Y, cuando digo solitario, no estoy definiéndole, ni mucho menos criticándolo o poniéndole un adjetivo que lo convierta en raro. No, no, simplemente era un niño, un joven (de adulto ya vino menos, bueno, dejó de venir), que tenía su mundo, nada que ver con el ruido y la agitación de los Pérez, los Sandoval, los Puente, los Ventura, los Magre, los Domenec, los Mártí, los europeos Andani.

Él venía porque amaba Santes Creus, no las vacaciones, ni la inacabable (para un niño era una bendición) plaza del Monasterio.
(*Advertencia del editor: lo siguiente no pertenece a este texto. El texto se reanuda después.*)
// Copyright (c) 2025 Erick Bourgeois, firestoned
// SPDX-License-Identifier: MIT

//! Per-challenge solver configuration.
//!
//! The Issuer's `webhook.config` block is passed through cert-manager as opaque JSON.
//! Two shapes are accepted:
//!
//! ```json
//! {
//!   "usernameSecretRef": { "name": "dns-services", "key": "username" },
//!   "passwordSecretRef": { "name": "dns-services", "key": "password" }
//! }
//! ```
//!
//! ```json
//! { "email": "ops@example.com", "password": "...", "host": "https://dns.services/api" }
//! ```
//!
//! Both may carry an optional `host` (defaults to the public dns.services API) and
//! an optional `ttl` for the challenge record.

use serde::Deserialize;
use std::fmt;
use url::Url;

use crate::constants::{DEFAULT_PROVIDER_HOST, DEFAULT_TXT_RECORD_TTL_SECS};
use crate::errors::SolverError;
use crate::provider::build_api_url;

/// Reference to a single key inside a Kubernetes Secret.
#[derive(Debug, Clone, PartialEq, Eq, Deserialize)]
pub struct SecretKeySelector {
    /// Name of the Secret in the challenge's resource namespace
    pub name: String,
    /// Key within the Secret's data
    pub key: String,
}

/// Credentials read from Kubernetes Secrets.
#[derive(Debug, Clone, PartialEq, Eq, Deserialize)]
#[serde(rename_all = "camelCase")]
pub struct SecretRefConfig {
    /// Where to find the username / email
    pub username_secret_ref: SecretKeySelector,
    /// Where to find the password
    pub password_secret_ref: SecretKeySelector,
    /// Provider base URL override
    #[serde(default)]
    pub host: Option<String>,
    /// Record TTL override
    #[serde(default)]
    pub ttl: Option<u32>,
}

/// Credentials given inline in the Issuer.
#[derive(Clone, PartialEq, Eq, Deserialize)]
pub struct InlineConfig {
    /// Account email used as the Basic Auth username
    #[serde(alias = "username")]
    pub email: String,
    /// Account password
    pub password: String,
    /// Provider base URL override
    #[serde(default)]
    pub host: Option<String>,
    /// Record TTL override
    #[serde(default)]
    pub ttl: Option<u32>,
}

impl fmt::Debug for InlineConfig {
    fn fmt(&self, f: &mut fmt::Formatter<'_>) -> fmt::Result {
        f.debug_struct("InlineConfig")
            .field("email", &self.email)
            .field("password", &"*******")
            .field("host", &self.host)
            .field("ttl", &self.ttl)
            .finish()
    }
}

/// Solver configuration, one of the two accepted shapes.
#[derive(Debug, Clone, PartialEq, Eq, Deserialize)]
#[serde(untagged)]
pub enum SolverConfig {
    /// Credentials come from Secrets
    SecretRef(SecretRefConfig),
    /// Credentials are inline
    Inline(InlineConfig),
}

impl SolverConfig {
    /// Decode the opaque JSON configuration of a challenge.
    ///
    /// # Errors
    ///
    /// Returns [`SolverError::Config`] when no configuration was provided, when it
    /// matches neither accepted shape, or when `host` is not an http(s) URL.
    pub fn from_json(config: Option<&serde_json::Value>) -> Result<Self, SolverError> {
        let value = match config {
            None | Some(serde_json::Value::Null) => {
                return Err(SolverError::Config {
                    reason: "no solver config provided; expected usernameSecretRef/passwordSecretRef or email/password".to_string(),
                })
            }
            Some(value) => value,
        };

        let config = Self::deserialize(value).map_err(|_| SolverError::Config {
            reason: "expected either usernameSecretRef and passwordSecretRef, or email and password"
                .to_string(),
        })?;

        if let Some(host) = config.host_override() {
            validate_host(host)?;
        }

        Ok(config)
    }

    fn host_override(&self) -> Option<&str> {
        match self {
            Self::SecretRef(c) => c.host.as_deref(),
            Self::Inline(c) => c.host.as_deref(),
        }
        .filter(|h| !h.trim().is_empty())
    }

    /// Base URL of the provider API, without a trailing slash.
    #[must_use]
    pub fn host(&self) -> String {
        build_api_url(self.host_override().unwrap_or(DEFAULT_PROVIDER_HOST))
    }

    /// TTL for the challenge record.
    #[must_use]
    pub fn ttl(&self) -> u32 {
        match self {
            Self::SecretRef(c) => c.ttl,
            Self::Inline(c) => c.ttl,
        }
        .unwrap_or(DEFAULT_TXT_RECORD_TTL_SECS)
    }
}

fn validate_host(host: &str) -> Result<(), SolverError> {
    let url = Url::parse(&build_api_url(host)).map_err(|e| SolverError::Config {
        reason: format!("invalid host '{host}': {e}"),
    })?;

    match url.scheme() {
        "http" | "https" => Ok(()),
        scheme => Err(SolverError::Config {
            reason: format!("invalid host '{host}': unsupported scheme '{scheme}'"),
        }),
    }
}

#[cfg(test)]
#[path = "solver_config_tests.rs"]
mod solver_config_tests;
// Copyright (c) 2025 Erick Bourgeois, firestoned
// SPDX-License-Identifier: MIT

//! HTTP-level errors returned before a request reaches the solver.

use axum::http::StatusCode;
use axum::response::{IntoResponse, Response};
use axum::Json;
use serde_json::json;

/// Errors answered at the HTTP layer, before a solver is involved.
#[derive(Debug, thiserror::Error)]
pub(crate) enum ApiError {
    #[error("unknown API group '{0}'")]
    UnknownGroup(String),

    #[error("unknown solver '{0}'")]
    UnknownSolver(String),

    #[error("invalid ChallengePayload: {0}")]
    InvalidPayload(String),

    #[error("failed to encode metrics: {0}")]
    Metrics(#[from] prometheus::Error),
}

impl IntoResponse for ApiError {
    fn into_response(self) -> Response {
        let status = match &self {
            Self::UnknownGroup(_) | Self::UnknownSolver(_) => StatusCode::NOT_FOUND,
            Self::InvalidPayload(_) => StatusCode::BAD_REQUEST,
            Self::Metrics(_) => StatusCode::INTERNAL_SERVER_ERROR,
        };
        let body = Json(json!({
            "error": self.to_string(),
        }));
        (status, body).into_response()
    }
}
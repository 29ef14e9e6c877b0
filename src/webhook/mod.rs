// Copyright (c) 2025 Erick Bourgeois, firestoned
// SPDX-License-Identifier: MIT

//! HTTP surface speaking cert-manager's webhook solver protocol.
//!
//! # Endpoints
//!
//! ## `/apis/{group}/v1alpha1/{solver}` (POST)
//!
//!   Accepts a `ChallengePayload` and dispatches `request.action` to the solver.
//!   Solver failures are reported inside the payload (`success: false`) with HTTP 200;
//!   an unknown group or solver name is a 404 and an unparseable body a 400.
//!
//! ## `/apis/{group}/v1alpha1` (GET)
//!
//!   `APIResourceList` discovery document naming the solver resource.
//!
//! ## `/healthz` (GET)
//!
//!   Returns `{"status":"ok"}`.
//!
//! ## `/metrics` (GET)
//!
//!   Prometheus text exposition.

mod api_error;
mod routes;
pub mod server;

pub use server::{router, serve, AppState};
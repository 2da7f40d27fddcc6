// crates/mf_physics/src/numerics/linear_algebra/vector_ops.rs

//! PCG 与诊断用到的向量运算
//!
//! 散度范数用 [`norm2`] 与 [`norm_inf`]，PCG 的更新用 [`axpy`] 与 [`xpay`]。
//!
//! ```
//! use mf_physics::numerics::linear_algebra::vector_ops::{axpy, dot};
//!
//! let x = vec![1.0, 2.0, 3.0];
//! let mut y = vec![4.0, 5.0, 6.0];
//! assert_eq!(dot(&x, &y), 32.0);
//! axpy(2.0, &x, &mut y);
//! assert_eq!(y, vec![6.0, 9.0, 12.0]);
//! ```

/// x·y
#[inline]
pub fn dot(x: &[f64], y: &[f64]) -> f64 {
    debug_assert_eq!(x.len(), y.len());
    x.iter().zip(y).map(|(a, b)| a * b).sum()
}

/// ‖x‖₂
#[inline]
pub fn norm2(x: &[f64]) -> f64 {
    dot(x, x).sqrt()
}

/// ‖x‖∞，空向量为 0
#[inline]
pub fn norm_inf(x: &[f64]) -> f64 {
    x.iter().fold(0.0, |m: f64, v| m.max(v.abs()))
}

/// y ← y + α·x
#[inline]
pub fn axpy(alpha: f64, x: &[f64], y: &mut [f64]) {
    debug_assert_eq!(x.len(), y.len());
    y.iter_mut().zip(x).for_each(|(yi, xi)| *yi += alpha * xi);
}

/// y ← x + α·y（PCG 搜索方向更新）
#[inline]
pub fn xpay(x: &[f64], alpha: f64, y: &mut [f64]) {
    debug_assert_eq!(x.len(), y.len());
    y.iter_mut().zip(x).for_each(|(yi, xi)| *yi = xi + alpha * *yi);
}

#[cfg(test)]
mod tests {
    use super::*;

    #[test]
    fn test_norms() {
        let x = [3.0, -4.0];
        assert_eq!(norm2(&x), 5.0);
        assert_eq!(norm_inf(&x), 4.0);
        assert_eq!(norm_inf(&[]), 0.0);
    }

    #[test]
    fn test_xpay() {
        let mut p = vec![1.0, 1.0];
        xpay(&[1.0, 2.0], 3.0, &mut p);
        assert_eq!(p, vec![4.0, 5.0]);
    }
}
Venía para jugar al ajedrez en la terraza del bar Sport. Era, incluso, capaz de resistirse a sus maravillosos berberechos. Ahí, en esa terraza, fue donde yo aprendí a jugar al ajedrez y a querer, sin decírselo ni él saberlo, a ese niño distinto, a ese curioso bicho.

Él vivía en casa de sus tíos, los Valero (de inmenso tractor, que los definía), que eran de los payeses poderosos, o eso se decía en el pueblo, gente maravillosa pero igualmente silenciosa como mi amigo. Yo con él hice mi primer dinerito, con algo tan sencillo como sacarle partido a una exigencia de papá nada más llegar al pueblo: «Tenéis que aprenderos de memoria el Monasterio». Y el patillas nos compró un librito y los Pérez se aprendieron de carretilla todos los claustros y capiteles. Y como en el Monasterio tenían guías en castellano, catalán, inglés y francés ¡pero no en alemán!, él y yo nos apostábamos en cualquier lugar, por ejemplo en el Sport, jugando al ajedrez y, cuando venían turistas alemanes, el señor Joaquín nos enviaba un serpa a la cantina y nos contrataba a nosotros: yo recitaba las exigencias de papá, él las traducía ¡porque estudiaba en el colegio alemán, claro!, y, luego, nos daban suculentas propinas, ya las mejores de la época.

Yo le hablaba de los Rolling y él me platicaba sobre Joan Manuel Serrat. Yo le enseñaba el último disco de Jethro Tull y él me tarareaba la Quinta de Beethoven. Yo le invitaba a jugar a frontón contra el muro del Monasterio y él abría el último libro de García Márquez.

Yo parecía tonto y él, la mar de listo. Pero pegábamos bastante. Yo aprendí de él la paz, la sensatez, la cordura, la conversación, la  charla. Los chavales que descartaron esa convivencia se perdieron mucho. Yo lo pillé a la primera y supe que pegarse a él iba a ser una bendición para crecer.

Luego, de adultos, de viejos, de periodistas, apenas cruzamos palabras, apenas. Pero yo diría que tengo algo de Barril. Y me enorgullezco de ello. Me chifla. Y le doy las gracias. Los hay que se acuerdan de él cuando abren un libro. O ponen la radio. O van al Passadís del Pep. Yo me acuerdo de Joan cuando veo un ajedrez. Es, ya ven, una asociación inteligente, sensata, culta. Barril, al fin.